Define data agent context for Looker data sources

This page describes how to write system instructions for data agents that are using Looker data sources, which are based on Looker Explores .

Authored context is guidance that data agent owners can provide to shape the behavior of a data agent and to refine the API's responses. Effective authored context provides your Conversational Analytics API data agents with useful context for answering questions about your data sources.

For Looker data sources, you can provide authored context through a combination of structured context and system instructions . Whenever possible, provide context through structured context fields. You can then use the system_instruction parameter for supplemental guidance that isn't covered by the structured fields. System instructions are a kind of authored context that data agent owners can provide an agent to inform the agent of its role, tone, and overall behavior. Often system instructions can be more free-form that structured context.

While both structured context fields and system instructions are optional, providing robust context enables the agent to give more accurate and relevant responses. During the creation of your data agent, any structured context information that you've provided will be added to the system instructions automatically.

Define structured context

You can provide golden questions and answers in structured context for your data agent. Once you've defined your structured context, you can provide it to your data agent using direct HTTP requests or with the Python SDK.

For Looker data sources, golden queries are captured in the looker_golden_queries key, which defines pairs of natural language questions and their corresponding Looker queries. By providing the agent with a pair of natural language questions and their corresponding Explore metadata, you can guide the agent to provide higher quality and more consistent results. Examples of Looker golden queries are included on this page.

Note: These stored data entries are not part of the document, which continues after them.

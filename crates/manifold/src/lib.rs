pub mod auth;
#[cfg(test)]
pub(crate) mod test_helpers;
pub mod commands;
pub mod config;
pub mod http;
pub mod proxy;
pub mod secrets;
pub mod strng;
pub mod transport;
pub mod upstream;

pub use strng::Strng;

/// Delimiter between the upstream name and the tool name in the
/// externally visible tool fingerprint, e.g. `github__create_issue`.
pub const TOOL_DELIMITER: &str = "__";

/// Splits a namespaced tool name into `(upstream, tool)`.
pub fn split_tool_name(name: &str) -> Option<(&str, &str)> {
	name.split_once(TOOL_DELIMITER)
}

/// Joins an upstream name and a tool name into the namespaced form.
pub fn join_tool_name(upstream: &str, tool: &str) -> String {
	format!("{upstream}{TOOL_DELIMITER}{tool}")
}
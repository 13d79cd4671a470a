//! First-party "commands": in-process tool providers hosted by the proxy.
//!
//! A command contributes tools to the core tool set (gated by
//! `exposeCoreTools`), can be invoked from the CLI, and may declare
//! dependencies on configured upstream servers which it checks at
//! tool-invocation time through [`CommandContext`].

use std::sync::Arc;

use indexmap::IndexMap;
use rmcp::model::{CallToolResult, Content, ErrorData, JsonObject, Tool};

use crate::Strng;

#[cfg(test)]
#[path = "commands_tests.rs"]
mod tests;

/// A dependency on an upstream server, matched by any of `aliases`.
/// Aliases are compared case-sensitively.
#[derive(Clone, Debug, Default)]
pub struct ServerDependency {
	pub aliases: Vec<String>,
	/// When true and a matching upstream is connected, the pattern
	/// `{alias}__*` is added to the dynamic enable set.
	pub ensure_tools_exposed: bool,
}

#[derive(Clone, Copy, Debug, PartialEq, Eq)]
pub struct DependencyStatus {
	pub configured: bool,
}

#[derive(Clone, Debug)]
pub struct UpstreamStatus {
	pub name: Strng,
	pub state: String,
	pub tool_count: Option<usize>,
}

/// The proxy-side queries available to commands.
#[async_trait::async_trait]
pub trait ProxyContext: Send + Sync {
	/// True when any alias names an upstream present in the configuration.
	fn require_server_configured(&self, dep: &ServerDependency) -> DependencyStatus;

	/// True when any alias names a currently connected upstream. Applies
	/// the `ensure_tools_exposed` side effect on a match.
	async fn require_server_connected(&self, dep: &ServerDependency) -> DependencyStatus;

	fn upstream_summary(&self) -> Vec<UpstreamStatus>;
}

/// Carried into every command execution. `proxy` is absent when the
/// command runs outside a proxy (e.g. standalone CLI use).
#[derive(Clone, Default)]
pub struct CommandContext {
	pub proxy: Option<Arc<dyn ProxyContext>>,
}

impl CommandContext {
	pub fn require_server_configured(&self, dep: &ServerDependency) -> Option<DependencyStatus> {
		self.proxy.as_ref().map(|p| p.require_server_configured(dep))
	}

	pub async fn require_server_connected(&self, dep: &ServerDependency) -> Option<DependencyStatus> {
		match self.proxy.as_ref() {
			Some(p) => Some(p.require_server_connected(dep).await),
			None => None,
		}
	}
}

#[async_trait::async_trait]
pub trait Command: Send + Sync {
	fn name(&self) -> &str;

	fn description(&self) -> &str;

	/// The tools this command contributes to the core tool set.
	fn mcp_definitions(&self) -> Vec<Tool>;

	async fn execute_tool_via_mcp(
		&self,
		tool: &str,
		arguments: Option<JsonObject>,
		ctx: &CommandContext,
	) -> Result<CallToolResult, ErrorData>;

	async fn execute_via_cli(&self, args: Vec<String>, ctx: &CommandContext) -> anyhow::Result<()>;

	fn server_dependencies(&self) -> Vec<ServerDependency> {
		Vec::new()
	}
}

/// Hosts commands and routes core tool calls to their owners.
#[derive(Default)]
pub struct CommandRegistry {
	commands: IndexMap<Strng, Arc<dyn Command>>,
	tool_owners: IndexMap<String, Strng>,
}

impl std::fmt::Debug for CommandRegistry {
	fn fmt(&self, f: &mut std::fmt::Formatter<'_>) -> std::fmt::Result {
		f.debug_struct("CommandRegistry")
			.field("commands", &self.commands.keys().collect::<Vec<_>>())
			.finish()
	}
}

impl CommandRegistry {
	pub fn new() -> Self {
		Self::default()
	}

	pub fn register(&mut self, command: Arc<dyn Command>) {
		let name = crate::strng::new(command.name());
		for tool in command.mcp_definitions() {
			self.tool_owners.insert(tool.name.to_string(), name.clone());
		}
		self.commands.insert(name, command);
	}

	pub fn get(&self, name: &str) -> Option<&Arc<dyn Command>> {
		self.commands.get(name)
	}

	/// All core tool definitions, in registration order.
	pub fn definitions(&self) -> Vec<Tool> {
		self
			.commands
			.values()
			.flat_map(|c| c.mcp_definitions())
			.collect()
	}

	pub fn owns_tool(&self, tool: &str) -> bool {
		self.tool_owners.contains_key(tool)
	}

	pub async fn execute(
		&self,
		tool: &str,
		arguments: Option<JsonObject>,
		ctx: &CommandContext,
	) -> Result<CallToolResult, ErrorData> {
		let command = self
			.tool_owners
			.get(tool)
			.and_then(|name| self.commands.get(name))
			.ok_or_else(|| {
				ErrorData::new(
					rmcp::model::ErrorCode::METHOD_NOT_FOUND,
					format!("unknown tool: {tool}"),
					None,
				)
			})?;
		command.execute_tool_via_mcp(tool, arguments, ctx).await
	}
}

/// Built-in command reporting the configured upstreams and their
/// connection state.
#[derive(Debug, Default)]
pub struct StatusCommand;

pub const STATUS_TOOL: &str = "status";

#[async_trait::async_trait]
impl Command for StatusCommand {
	fn name(&self) -> &str {
		"status"
	}

	fn description(&self) -> &str {
		"Report configured upstream servers and their connection state"
	}

	fn mcp_definitions(&self) -> Vec<Tool> {
		vec![Tool::new(
			STATUS_TOOL,
			self.description().to_string(),
			empty_object_schema(),
		)]
	}

	async fn execute_tool_via_mcp(
		&self,
		tool: &str,
		_arguments: Option<JsonObject>,
		ctx: &CommandContext,
	) -> Result<CallToolResult, ErrorData> {
		if tool != STATUS_TOOL {
			return Err(ErrorData::new(
				rmcp::model::ErrorCode::METHOD_NOT_FOUND,
				format!("unknown tool: {tool}"),
				None,
			));
		}
		let summary = self.render(ctx);
		Ok(CallToolResult::success(vec![Content::text(summary)]))
	}

	async fn execute_via_cli(&self, _args: Vec<String>, ctx: &CommandContext) -> anyhow::Result<()> {
		println!("{}", self.render(ctx));
		Ok(())
	}
}

impl StatusCommand {
	fn render(&self, ctx: &CommandContext) -> String {
		let Some(proxy) = ctx.proxy.as_ref() else {
			return "no proxy context available".to_string();
		};
		let statuses = proxy.upstream_summary();
		if statuses.is_empty() {
			return "no upstream servers configured".to_string();
		}
		statuses
			.iter()
			.map(|s| {
				let tools = s
					.tool_count
					.map(|n| format!(", {n} tools"))
					.unwrap_or_default();
				format!("{}: {}{}", s.name, s.state, tools)
			})
			.collect::<Vec<_>>()
			.join("\n")
	}
}

pub(crate) fn empty_object_schema() -> Arc<JsonObject> {
	let serde_json::Value::Object(map) = serde_json::json!({
		"type": "object",
		"properties": {},
	}) else {
		unreachable!("literal is an object")
	};
	Arc::new(map)
}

To define each Looker golden query, provide values for both of the following fields:

natural_language_questions : The natural language question that a user might ask
looker_query : The Looker golden query that corresponds to the natural language question

Tips for defining Looker golden queries: Include different types of questions and queries that have a variety of filters and filter values.Although there is no limit to the number of golden queries that you can include to looker_golden_queries , we recommend including no more than 30-50 question-and-query pairs.

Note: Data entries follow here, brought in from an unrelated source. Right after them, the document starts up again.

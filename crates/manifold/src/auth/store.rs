//! Single-slot token storage with proactive refresh scheduling.

use std::sync::Arc;
use std::time::Duration;

use secrecy::{ExposeSecret, SecretString};
use tokio::time::Instant;

use super::AuthError;

#[cfg(test)]
#[path = "store_tests.rs"]
mod tests;

/// Tokens whose expiry lies within this buffer are reported expired, so
/// callers refresh before the token actually lapses.
pub const EXPIRY_BUFFER: Duration = Duration::from_secs(300);

#[derive(Clone)]
pub struct TokenData {
	access_token: SecretString,
	token_type: String,
	expires_at: Instant,
	scope: Option<String>,
	refresh_token: Option<SecretString>,
}

impl std::fmt::Debug for TokenData {
	fn fmt(&self, f: &mut std::fmt::Formatter<'_>) -> std::fmt::Result {
		f.debug_struct("TokenData")
			.field("token_type", &self.token_type)
			.field("expires_at", &self.expires_at)
			.field("scope", &self.scope)
			.field("refresh_token", &self.refresh_token.as_ref().map(|_| "<redacted>"))
			.finish()
	}
}

impl TokenData {
	pub fn new(access_token: impl Into<String>, token_type: impl Into<String>, expires_at: Instant) -> Self {
		Self {
			access_token: SecretString::from(access_token.into()),
			token_type: token_type.into(),
			expires_at,
			scope: None,
			refresh_token: None,
		}
	}

	pub fn with_scope(mut self, scope: Option<String>) -> Self {
		self.scope = scope;
		self
	}

	pub fn with_refresh_token(mut self, refresh_token: Option<String>) -> Self {
		self.refresh_token = refresh_token.map(SecretString::from);
		self
	}

	pub fn access_token(&self) -> &str {
		self.access_token.expose_secret()
	}

	pub fn token_type(&self) -> &str {
		&self.token_type
	}

	pub fn expires_at(&self) -> Instant {
		self.expires_at
	}

	pub fn scope(&self) -> Option<&str> {
		self.scope.as_deref()
	}

	pub fn refresh_token(&self) -> Option<&str> {
		self.refresh_token.as_ref().map(|t| t.expose_secret())
	}
}

type RefreshFn = Arc<dyn Fn() -> futures::future::BoxFuture<'static, Result<(), AuthError>> + Send + Sync>;

struct Inner {
	token: Option<TokenData>,
	refresh: Option<RefreshFn>,
	timer: Option<tokio::task::JoinHandle<()>>,
}

/// Holds at most one token. All operations serialize on an internal lock;
/// a concurrent `store`/`retrieve` pair observes either the pre- or the
/// post-store token, never a torn value.
pub struct TokenStore {
	buffer: Duration,
	inner: Arc<parking_lot::Mutex<Inner>>,
}

impl std::fmt::Debug for TokenStore {
	fn fmt(&self, f: &mut std::fmt::Formatter<'_>) -> std::fmt::Result {
		f.debug_struct("TokenStore").field("buffer", &self.buffer).finish()
	}
}

impl Default for TokenStore {
	fn default() -> Self {
		Self::new(EXPIRY_BUFFER)
	}
}

impl TokenStore {
	pub fn new(buffer: Duration) -> Self {
		Self {
			buffer,
			inner: Arc::new(parking_lot::Mutex::new(Inner {
				token: None,
				refresh: None,
				timer: None,
			})),
		}
	}

	/// Replaces any existing token. Trims whitespace and rejects empty
	/// access token or token type. Cancels any previously scheduled refresh
	/// timer; if a refresh callback is registered and the new token is not
	/// already expired, a single timer is scheduled at `expires_at - buffer`.
	pub fn store(&self, token: TokenData) -> Result<(), AuthError> {
		let access_token = token.access_token.expose_secret().trim().to_string();
		let token_type = token.token_type.trim().to_string();
		if access_token.is_empty() {
			return Err(AuthError::invalid_token("access token must be non-empty"));
		}
		if token_type.is_empty() {
			return Err(AuthError::invalid_token("token type must be non-empty"));
		}
		let token = TokenData {
			access_token: SecretString::from(access_token),
			token_type,
			..token
		};

		let mut inner = self.inner.lock();
		if let Some(timer) = inner.timer.take() {
			timer.abort();
		}
		if !self.token_expired(&token) {
			inner.timer = self.schedule_timer(&inner.refresh, token.expires_at);
		}
		inner.token = Some(token);
		Ok(())
	}

	pub fn retrieve(&self) -> Option<TokenData> {
		self.inner.lock().token.clone()
	}

	pub fn clear(&self) {
		let mut inner = self.inner.lock();
		if let Some(timer) = inner.timer.take() {
			timer.abort();
		}
		inner.token = None;
	}

	/// True when no token is held or the held token expires within the
	/// buffer window.
	pub fn is_expired(&self) -> bool {
		match &self.inner.lock().token {
			None => true,
			Some(t) => self.token_expired(t),
		}
	}

	/// Registers the proactive refresh callback. Failures of the callback
	/// are logged and swallowed. If a valid token is already held, its
	/// refresh timer is (re)scheduled.
	pub fn schedule_refresh(
		&self,
		refresh: impl Fn() -> futures::future::BoxFuture<'static, Result<(), AuthError>>
		+ Send
		+ Sync
		+ 'static,
	) {
		let mut inner = self.inner.lock();
		inner.refresh = Some(Arc::new(refresh));
		if let Some(timer) = inner.timer.take() {
			timer.abort();
		}
		if let Some(expires_at) = inner.token.as_ref().map(|t| t.expires_at)
			&& !self.is_instant_expired(expires_at)
		{
			inner.timer = self.schedule_timer(&inner.refresh, expires_at);
		}
	}

	fn token_expired(&self, token: &TokenData) -> bool {
		self.is_instant_expired(token.expires_at)
	}

	fn is_instant_expired(&self, expires_at: Instant) -> bool {
		Instant::now() + self.buffer >= expires_at
	}

	fn schedule_timer(
		&self,
		refresh: &Option<RefreshFn>,
		expires_at: Instant,
	) -> Option<tokio::task::JoinHandle<()>> {
		let refresh = refresh.as_ref()?.clone();
		let fire_at = expires_at
			.checked_sub(self.buffer)
			.unwrap_or_else(Instant::now);
		Some(tokio::spawn(async move {
			tokio::time::sleep_until(fire_at).await;
			if let Err(e) = refresh().await {
				tracing::warn!(error = %e, "scheduled token refresh failed");
			}
		}))
	}
}

impl Drop for TokenStore {
	fn drop(&mut self) {
		if let Some(timer) = self.inner.lock().timer.take() {
			timer.abort();
		}
	}
}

Here's an example of a natural_language_questions — looker_query pair from an Explore called "Airports":

 natural_language_questions: ["What are the major airport codes and cities in CA?"]
  looker_query": {
        "model": "airports",
        "explore": "airports",
        "fields": ["airports.city", "airports.code"],
        "filters": [
          {
            "field": "airports.major",
            "value": "Y"
          },
          {
            "field": "airports.state",
            "value": "CA"
          }
        ]
  }

Define a Looker golden query

Define a Looker golden query for a given Explore by providing values for the natural_language_questions and looker_query fields. For the natural_language_questions field, consider the questions a user might ask about that Explore, and write those questions in natural language. You can include more than one question in this field's value. You can obtain the value for the looker_query field from the Explore's query metadata.

The Looker Query Object supports the following fields:

model (string): The LookML model used to generate the query. This is a required field.
explore (string): The Explore that was used to generate the query. This is a required field.
fields[] (string): The fields to retrieve from the Explore, including dimensions and measures. This is an optional field.
filters[] (object ( Filter )): The filters to apply to the Explore. This is an optional field.
sorts[] (string): The sorting to apply to the Explore. This is an optional field.
limit (string): The data row limit to apply to the Explore. This is an optional field.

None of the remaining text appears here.